The Grand Rapids Griffins are a professional ice hockey team based in Grand Rapids, Michigan.  The team is a member of the Central Division in the Western Conference of the American Hockey League (AHL).  The Griffins began as an independent expansion franchise in the International Hockey League (IHL) in 1996.  After failing to qualify for the IHL playoffs in their third season, the Griffins entered into an affiliation agreement with the Ottawa Senators of the National Hockey League (NHL).  In the following season, the team finished the regular season in first place in the Eastern Conference and won the conference in the playoffs before losing to the Chicago Wolves in the Turner Cup Finals.  In the 2000–01 season – the IHL's last before folding – Grand Rapids captured the Fred A. Huber Trophy as the team with the best regular season record.

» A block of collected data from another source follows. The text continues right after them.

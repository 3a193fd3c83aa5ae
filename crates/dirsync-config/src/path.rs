//! Path mapping between the source tree and its mirror.
//!
//! Every path the engine touches is derived from the source root: the
//! destination counterpart of a source path is `dest.join(relative)` where
//! `relative` is the path with the source root stripped.

use anyhow::{Context, Result};
use std::path::{Component, Path, PathBuf};

#[derive(Debug, thiserror::Error)]
pub enum PathError {
    #[error("{path} is not inside source root {root}")]
    Escapes { path: PathBuf, root: PathBuf },
    #[error("destination {dest} is inside source {src_root}")]
    NestedDestination { src_root: PathBuf, dest: PathBuf },
    #[error("source {src_root} is inside destination {dest}")]
    NestedSource { src_root: PathBuf, dest: PathBuf },
}

/// The source/destination root pair, fixed for the process lifetime.
#[derive(Debug, Clone, PartialEq, Eq)]
pub struct MirrorRoots {
    source: PathBuf,
    dest: PathBuf,
}

impl MirrorRoots {
    /// Resolve user-supplied roots to absolute paths.
    ///
    /// The source must exist and be a directory. The destination may not
    /// exist yet; neither root may contain the other.
    pub fn resolve(source: impl AsRef<Path>, dest: impl AsRef<Path>) -> Result<Self> {
        let source = source.as_ref();
        let source = source
            .canonicalize()
            .with_context(|| format!("Failed to resolve source directory: {}", source.display()))?;
        if !source.is_dir() {
            anyhow::bail!("Source is not a directory: {}", source.display());
        }

        let dest = normalize_nonexistent(dest.as_ref())?;
        Ok(Self::new(source, dest)?)
    }

    /// Build from paths that are already absolute and normalized.
    pub fn new(source: PathBuf, dest: PathBuf) -> Result<Self, PathError> {
        if dest.starts_with(&source) {
            return Err(PathError::NestedDestination {
                src_root: source,
                dest,
            });
        }
        // The prune pass must never see the source as a destination entry
        if source.starts_with(&dest) {
            return Err(PathError::NestedSource {
                src_root: source,
                dest,
            });
        }
        Ok(Self { source, dest })
    }

    pub fn source(&self) -> &Path {
        &self.source
    }

    pub fn dest(&self) -> &Path {
        &self.dest
    }

    /// Strip the source root from `path`.
    ///
    /// Fails if `path` is outside the source root or climbs out of it with
    /// `..` components.
    pub fn relative<'a>(&self, path: &'a Path) -> Result<&'a Path, PathError> {
        let escapes = || PathError::Escapes {
            path: path.to_path_buf(),
            root: self.source.clone(),
        };
        let rel = path.strip_prefix(&self.source).map_err(|_| escapes())?;
        if rel
            .components()
            .any(|c| !matches!(c, Component::Normal(_) | Component::CurDir))
        {
            return Err(escapes());
        }
        Ok(rel)
    }

    /// Destination counterpart of a source path.
    pub fn dest_for(&self, path: &Path) -> Result<PathBuf, PathError> {
        let rel = self.relative(path)?;
        if rel.as_os_str().is_empty() {
            Ok(self.dest.clone())
        } else {
            Ok(self.dest.join(rel))
        }
    }
}

/// Normalize a path where the target may not exist yet.
///
/// Walks up to the nearest existing ancestor, canonicalizes it and
/// re-appends the missing tail.
pub fn normalize_nonexistent(path: impl AsRef<Path>) -> Result<PathBuf> {
    let path = path.as_ref();
    let absolute = if path.is_absolute() {
        path.to_path_buf()
    } else {
        std::env::current_dir()
            .context("Failed to get current directory")?
            .join(path)
    };

    let mut existing = absolute.as_path();
    let mut tail = Vec::new();
    loop {
        if existing.exists() {
            break;
        }
        match (existing.parent(), existing.file_name()) {
            (Some(parent), Some(name)) => {
                tail.push(name.to_os_string());
                existing = parent;
            }
            _ => anyhow::bail!("Path has no existing ancestor: {}", path.display()),
        }
    }

    let mut resolved = existing
        .canonicalize()
        .with_context(|| format!("Failed to resolve directory: {}", existing.display()))?;
    for name in tail.into_iter().rev() {
        if name == ".." {
            resolved.pop();
        } else if name != "." {
            resolved.push(name);
        }
    }
    Ok(resolved)
}
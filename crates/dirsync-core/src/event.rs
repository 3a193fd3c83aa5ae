//! Decoding raw notification records into path-resolved change events.

use std::ffi::OsString;
use std::hash::Hash;
use std::path::PathBuf;

use crate::registry::SubscriptionRegistry;
use crate::source::{RawRecord, RecordFlags};

#[derive(Debug, Clone, Copy, PartialEq, Eq)]
pub enum ChangeKind {
    Created,
    Modified,
    Deleted,
    MovedFrom,
    MovedTo,
    /// The watched directory itself is gone
    SelfDeleted,
}

#[derive(Debug, Clone, PartialEq, Eq)]
pub struct ChangeEvent<H> {
    pub kind: ChangeKind,
    pub handle: H,
    /// Path of the watched directory the record was raised on
    pub parent: PathBuf,
    pub name: Option<OsString>,
    pub is_dir: bool,
}

impl<H> ChangeEvent<H> {
    /// Absolute source path the event is about
    pub fn source_path(&self) -> PathBuf {
        match &self.name {
            Some(name) => self.parent.join(name),
            None => self.parent.clone(),
        }
    }
}

/// What to do with one raw record.
#[derive(Debug, Clone, PartialEq, Eq)]
pub enum Translation<H> {
    Event(ChangeEvent<H>),
    /// Nothing sync-relevant (directory opens, nameless records)
    Skip,
    /// Handle not in the registry; the record cannot be applied
    Unresolved(H),
    /// The service dropped this subscription on its own
    Released(H),
    /// Records were lost; only a full pass can recover
    Overflow,
}

const CONTENT_FLAGS: RecordFlags = RecordFlags::CREATE
    .union(RecordFlags::MODIFY)
    .union(RecordFlags::DELETE)
    .union(RecordFlags::MOVED_FROM)
    .union(RecordFlags::MOVED_TO)
    .union(RecordFlags::DELETE_SELF);

/// Stateless decoder; the registry supplies the parent path.
pub struct EventTranslator;

impl EventTranslator {
    /// Decode one record.
    ///
    /// Each record maps to at most one event. If several change flags are
    /// set the first of DELETE_SELF, CREATE, MOVED_TO, MODIFY, DELETE,
    /// MOVED_FROM wins.
    pub fn translate<H: Clone + Eq + Hash>(
        record: &RawRecord<H>,
        registry: &SubscriptionRegistry<H>,
    ) -> Translation<H> {
        let flags = record.flags;

        if flags.contains(RecordFlags::OVERFLOW) {
            return Translation::Overflow;
        }
        if flags.contains(RecordFlags::IGNORED) {
            return Translation::Released(record.handle.clone());
        }
        if !flags.intersects(CONTENT_FLAGS) {
            return Translation::Skip;
        }

        let Some(parent) = registry.path_of(&record.handle) else {
            return Translation::Unresolved(record.handle.clone());
        };

        let kind = if flags.contains(RecordFlags::DELETE_SELF) {
            ChangeKind::SelfDeleted
        } else if record.name.is_none() {
            return Translation::Skip;
        } else if flags.contains(RecordFlags::CREATE) {
            ChangeKind::Created
        } else if flags.contains(RecordFlags::MOVED_TO) {
            ChangeKind::MovedTo
        } else if flags.contains(RecordFlags::MODIFY) {
            ChangeKind::Modified
        } else if flags.contains(RecordFlags::DELETE) {
            ChangeKind::Deleted
        } else {
            ChangeKind::MovedFrom
        };

        Translation::Event(ChangeEvent {
            kind,
            handle: record.handle.clone(),
            parent: parent.to_path_buf(),
            name: if kind == ChangeKind::SelfDeleted {
                None
            } else {
                record.name.clone()
            },
            is_dir: flags.contains(RecordFlags::IS_DIR) || kind == ChangeKind::SelfDeleted,
        })
    }
}
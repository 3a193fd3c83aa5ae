//! Point-in-time metadata snapshots.

use filetime::FileTime;
use std::path::Path;

/// `{exists, size, mtime}` for a path at the moment it was queried.
#[derive(Debug, Clone, Copy, Default, PartialEq, Eq)]
pub struct Snapshot {
    pub exists: bool,
    pub size: u64,
    /// Modification time truncated to whole seconds
    pub mtime_secs: i64,
}

impl Snapshot {
    pub const MISSING: Snapshot = Snapshot {
        exists: false,
        size: 0,
        mtime_secs: 0,
    };

    /// True when no copy is needed: both sides exist with equal size and mtime.
    ///
    /// Two writes inside the same second that keep the size are
    /// indistinguishable here.
    pub fn matches(&self, other: &Snapshot) -> bool {
        self.exists && other.exists && self.size == other.size && self.mtime_secs == other.mtime_secs
    }
}

/// Metadata query used for diffing. Must not fail on missing paths.
pub trait StatProvider {
    fn snapshot(&self, path: &Path) -> Snapshot;
}

/// `StatProvider` backed by `std::fs::metadata` (follows symlinks).
#[derive(Debug, Clone, Copy, Default)]
pub struct FsStat;

impl StatProvider for FsStat {
    fn snapshot(&self, path: &Path) -> Snapshot {
        match std::fs::metadata(path) {
            Ok(meta) => Snapshot {
                exists: true,
                size: meta.len(),
                mtime_secs: FileTime::from_last_modification_time(&meta).unix_seconds(),
            },
            Err(_) => Snapshot::MISSING,
        }
    }
}

#[cfg(test)]
mod tests {
    use super::*;
    use tempfile::tempdir;

    #[test]
    fn test_missing_path_is_not_an_error() {
        let dir = tempdir().unwrap();
        let snap = FsStat.snapshot(&dir.path().join("ghost"));
        assert_eq!(snap, Snapshot::MISSING);
    }

    #[test]
    fn test_snapshot_reports_size_and_mtime() {
        let dir = tempdir().unwrap();
        let path = dir.path().join("f");
        std::fs::write(&path, b"hello").unwrap();
        filetime::set_file_mtime(&path, FileTime::from_unix_time(1_700_000_000, 999)).unwrap();

        let snap = FsStat.snapshot(&path);
        assert!(snap.exists);
        assert_eq!(snap.size, 5);
        assert_eq!(snap.mtime_secs, 1_700_000_000);
    }

    #[test]
    fn test_matches_requires_both_present() {
        let a = Snapshot {
            exists: true,
            size: 3,
            mtime_secs: 10,
        };
        assert!(a.matches(&a));
        assert!(!a.matches(&Snapshot::MISSING));
        assert!(!Snapshot::MISSING.matches(&Snapshot::MISSING));
        assert!(!a.matches(&Snapshot { size: 4, ..a }));
        assert!(!a.matches(&Snapshot { mtime_secs: 11, ..a }));
    }
}
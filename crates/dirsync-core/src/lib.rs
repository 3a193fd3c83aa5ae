//! # dirsync-core
//!
//! One-way directory mirroring engine.
//!
//! ## Architecture
//!
//! A mirror runs in two phases:
//! - A full recursive pass ([`sync::TreeSynchronizer`]) brings the
//!   destination in line with the source.
//! - Every source directory is subscribed individually
//!   ([`watch::RecursiveWatcher`]) and a single-threaded loop
//!   ([`dispatch::Dispatcher`]) applies each change notification to the
//!   destination as it arrives.
//!
//! The dispatcher owns the [`registry::SubscriptionRegistry`] that maps
//! opaque subscription handles back to directory paths; raw records are
//! turned into path-resolved events by [`event::EventTranslator`].

pub mod dispatch;
pub mod event;
pub mod ignore;
pub mod registry;
pub mod source;
pub mod stat;
pub mod sync;
pub mod watch;

pub use dispatch::{DispatchError, DispatchStats, Dispatcher};
pub use event::{ChangeEvent, ChangeKind, EventTranslator, Translation};
pub use registry::{RegistryError, SubscriptionRegistry};
pub use source::{ChangeSource, RawRecord, RecordFlags, ScriptedSource};
pub use stat::{FsStat, Snapshot, StatProvider};
pub use sync::{EntryOutcome, SyncReport, TreeSynchronizer};
pub use watch::{RecursiveWatcher, WatchReport};

#[cfg(target_os = "linux")]
pub use source::InotifySource;

use dirsync_config::path::MirrorRoots;
use dirsync_config::Config;
use tracing::info;

/// Run the initial full pass only.
pub fn sync_once(roots: &MirrorRoots, config: &Config) -> SyncReport {
    info!(
        source = %roots.source().display(),
        dest = %roots.dest().display(),
        compare = %config.sync.compare,
        "Starting full sync"
    );
    let report = TreeSynchronizer::new(&config.sync).sync(roots.source(), roots.dest());
    info!(
        copied = report.files_copied,
        dirs = report.dirs_created,
        removed = report.entries_removed,
        failures = report.failures,
        "Full sync complete"
    );
    report
}

/// Main mirror entry point: full sync, then watch until the notification
/// channel fails.
#[cfg(target_os = "linux")]
pub fn run_mirror(roots: MirrorRoots, config: &Config) -> anyhow::Result<()> {
    use anyhow::Context;

    sync_once(&roots, config);

    let source = InotifySource::new().context("Failed to initialize inotify")?;
    let mut dispatcher = Dispatcher::new(source, roots, config);

    let watch = dispatcher.watch_root();
    info!(
        watches = watch.added,
        refused = watch.refused,
        "Watching directory. Press Ctrl+C to stop."
    );

    dispatcher.run()?;
    Ok(())
}

#[cfg(not(target_os = "linux"))]
pub fn run_mirror(_roots: MirrorRoots, _config: &Config) -> anyhow::Result<()> {
    anyhow::bail!("Continuous mirroring requires inotify (Linux); use --once")
}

Grand Rapids, along with five other IHL teams, joined the AHL in 2001.  The Griffins won the West Division in their first season in the league, which was also their last as an affiliate of the Senators.  On January 24, 2002, the franchise signed an affiliation agreement with the NHL's Detroit Red Wings, which has since been extended.  The Griffins' first season as an affiliate of the Red Wings resulted in the team's winning the Central Division in the regular season and reaching the Western Conference finals in the playoffs, where they lost to the Houston Aeros in seven games.  The 2005–06 team won the Macgregor Kilpatrick Trophy for finishing the regular season with the best record; in the playoffs they again lost in the Western Conference finals, this time to the Milwaukee Admirals.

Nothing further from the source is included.